Description of the task: Write the data below out again, exactly as each line reads.

(Task material)

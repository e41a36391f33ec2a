//! sprachkurs-audio: the audio pipeline of the Sprachkurs German course app.
//!
//! The speech service answers with base64 text holding raw little-endian
//! 16-bit mono PCM. This crate decodes that text and wraps the samples in
//! a byte-exact 44-byte-header WAV container tagged `audio/wav`.
//!
//! # Modules
//!
//! - [`audio`]: base64 PCM decoding, WAV encoding and read-back
//! - [`types`]: clip metadata (Clip, content ids)
//! - [`config`]: runtime configuration (AudioConfig)
//! - [`error`]: error types and codes (SprachError, ErrorCode)
//!
//! # Example
//!
//! ```rust
//! use sprachkurs_audio::{SampleRate, WavBlob};
//!
//! let blob = WavBlob::from_base64_pcm("AQD/fw==", SampleRate::new(16000)?)?;
//! assert_eq!(blob.mime_type(), "audio/wav");
//! assert_eq!(blob.byte_len(), 48);
//! # Ok::<(), sprachkurs_audio::SprachError>(())
//! ```

pub mod audio;
pub mod cli;
pub mod config;
pub mod error;
pub mod types;

// Re-export commonly used types at crate root for convenience
pub use audio::{encode_wav, SampleRate, WavBlob, WavInfo};
pub use config::AudioConfig;
pub use error::{ErrorCode, Result, SprachError};
pub use types::{compute_clip_id, Clip};
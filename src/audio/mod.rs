//! Audio pipeline module.
//!
//! Decodes base64 PCM from the speech service and wraps it in WAV
//! containers for playback or storage.

pub mod demo;
pub mod format;
pub mod pcm;
pub mod wav;

// Re-export commonly used items
pub use demo::{demo_clip, DEMO_CLIP_BASE64, DEMO_CLIP_SAMPLE_RATE};
pub use format::{SampleRate, DEFAULT_SAMPLE_RATE, NUM_CHANNELS, WAV_HEADER_LEN};
pub use pcm::{decode_base64, decode_pcm_base64, samples_from_le_bytes};
pub use wav::{
    encode_pcm_bytes, encode_wav, read_wav_info, read_wav_info_from_path, samples_to_duration,
    write_wav, write_wav_to, WavBlob, WavInfo, WAV_MIME_TYPE,
};
//! Core types for sprachkurs-audio.
//!
//! - [`Clip`]: metadata for an encoded WAV file

mod clip;

pub use clip::{compute_clip_id, Clip};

(End Task material)

Response for this exercise:
repository e41a36391f33ec2a
//! sprachkurs-audio: the audio pipeline of the Sprachkurs German course app.
//!
//! The speech service answers with base64 text holding raw little-endian
//! 16-bit mono PCM. This crate decodes that text and wraps the samples in
//! a byte-exact 44-byte-header WAV container tagged `audio/wav`.
//!
//! # Modules
//!
//! - [`audio`]: base64 PCM decoding, WAV encoding and read-back
//! - [`types`]: clip metadata (Clip, content ids)
//! - [`config`]: runtime configuration (AudioConfig)
//! - [`error`]: error types and codes (SprachError, ErrorCode)
//!
//! # Example
//!
//! ```rust
//! use sprachkurs_audio::{SampleRate, WavBlob};
//!
//! let blob = WavBlob::from_base64_pcm("AQD/fw==", SampleRate::new(16000)?)?;
//! assert_eq!(blob.mime_type(), "audio/wav");
//! assert_eq!(blob.byte_len(), 48);
//! # Ok::<(), sprachkurs_audio::SprachError>(())
//! ```

pub mod audio;
pub mod cli;
pub mod config;
pub mod error;
pub mod types;

// Re-export commonly used types at crate root for convenience
pub use audio::{encode_wav, SampleRate, WavBlob, WavInfo};
pub use config::AudioConfig;
pub use error::{ErrorCode, Result, SprachError};
pub use types::{compute_clip_id, Clip};
filename src/audio/mod.rs
//! Audio pipeline module.
//!
//! Decodes base64 PCM from the speech service and wraps it in WAV
//! containers for playback or storage.

pub mod demo;
pub mod format;
pub mod pcm;
pub mod wav;

// Re-export commonly used items
pub use demo::{demo_clip, DEMO_CLIP_BASE64, DEMO_CLIP_SAMPLE_RATE};
pub use format::{SampleRate, DEFAULT_SAMPLE_RATE, NUM_CHANNELS, WAV_HEADER_LEN};
pub use pcm::{decode_base64, decode_pcm_base64, samples_from_le_bytes};
pub use wav::{
    encode_pcm_bytes, encode_wav, read_wav_info, read_wav_info_from_path, samples_to_duration,
    write_wav, write_wav_to, WavBlob, WavInfo, WAV_MIME_TYPE,
};
//! Core types for sprachkurs-audio.
//!
//! - [`Clip`]: metadata for an encoded WAV file

mod clip;

pub use clip::{compute_clip_id, Clip};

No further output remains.